### TASK STATEMENT
Every line of the records that holds the word "impl" should be copied.

───── WORKING DATA

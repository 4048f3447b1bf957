//! Registry configuration.
//!
//! Every field has a default, so an empty document is a valid config:
//!
//! ```toml
//! category-title-prefix = "Report.Category."
//! duplicate-policy = "last-wins"
//! build = "lazy"
//! ```

use serde::Deserialize;

use crate::category::DEFAULT_TITLE_PREFIX;
use crate::error::RegistryError;

/// Policy for handling duplicate report keys during index construction.
#[derive(Debug, Clone, Copy, PartialEq, Eq, Default, Deserialize)]
#[serde(rename_all = "kebab-case")]
pub enum DuplicatePolicy {
	/// Keep the first report seen for a key.
	FirstWins,
	/// Overwrite with the last report seen.
	#[default]
	LastWins,
}

/// When the index is materialised.
#[derive(Debug, Clone, Copy, PartialEq, Eq, Default, Deserialize)]
#[serde(rename_all = "kebab-case")]
pub enum BuildStrategy {
	/// On the first query.
	#[default]
	Lazy,
	/// While the registry is constructed.
	Eager,
}

/// Tunables for a [`ReportRegistry`](crate::ReportRegistry).
#[derive(Debug, Clone, PartialEq, Eq, Deserialize)]
#[serde(default, rename_all = "kebab-case", deny_unknown_fields)]
pub struct RegistryConfig {
	/// Resource key prefix for category titles.
	pub category_title_prefix: String,
	pub duplicate_policy: DuplicatePolicy,
	pub build: BuildStrategy,
}

impl Default for RegistryConfig {
	fn default() -> Self {
		Self {
			category_title_prefix: DEFAULT_TITLE_PREFIX.to_owned(),
			duplicate_policy: DuplicatePolicy::default(),
			build: BuildStrategy::default(),
		}
	}
}

impl RegistryConfig {
	/// Parses a TOML document.
	pub fn from_toml_str(input: &str) -> Result<Self, RegistryError> {
		Ok(toml::from_str(input)?)
	}
}
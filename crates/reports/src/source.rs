//! Type sources enumerate the descriptors a registry scans.

use crate::descriptor::{DescriptorReg, TypeDescriptor};

/// Supplies the type descriptors scanned by a [`ReportRegistry`](crate::ReportRegistry).
///
/// Iteration order is carried into per-category report lists.
pub trait TypeSource {
	/// Returns every descriptor known to this source.
	fn descriptors(&self) -> Vec<&'static TypeDescriptor>;
}

/// Descriptors registered at link time with [`report!`](crate::report).
///
/// `inventory` makes no ordering promise across crates or builds.
#[derive(Debug, Clone, Copy, Default)]
pub struct InventorySource;

impl TypeSource for InventorySource {
	fn descriptors(&self) -> Vec<&'static TypeDescriptor> {
		inventory::iter::<DescriptorReg>
			.into_iter()
			.map(DescriptorReg::def)
			.collect()
	}
}

/// A fixed list of descriptors, scanned in order.
#[derive(Debug, Clone, Default)]
pub struct StaticSource {
	descriptors: Vec<&'static TypeDescriptor>,
}

impl StaticSource {
	pub fn new<I: IntoIterator<Item = &'static TypeDescriptor>>(descriptors: I) -> Self {
		Self {
			descriptors: descriptors.into_iter().collect(),
		}
	}
}

impl TypeSource for StaticSource {
	fn descriptors(&self) -> Vec<&'static TypeDescriptor> {
		self.descriptors.clone()
	}
}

──────────

### RESPONSE TO THE EXERCISE
impl Default for RegistryConfig {
impl RegistryConfig {
impl TypeSource for InventorySource {
impl StaticSource {
impl TypeSource for StaticSource {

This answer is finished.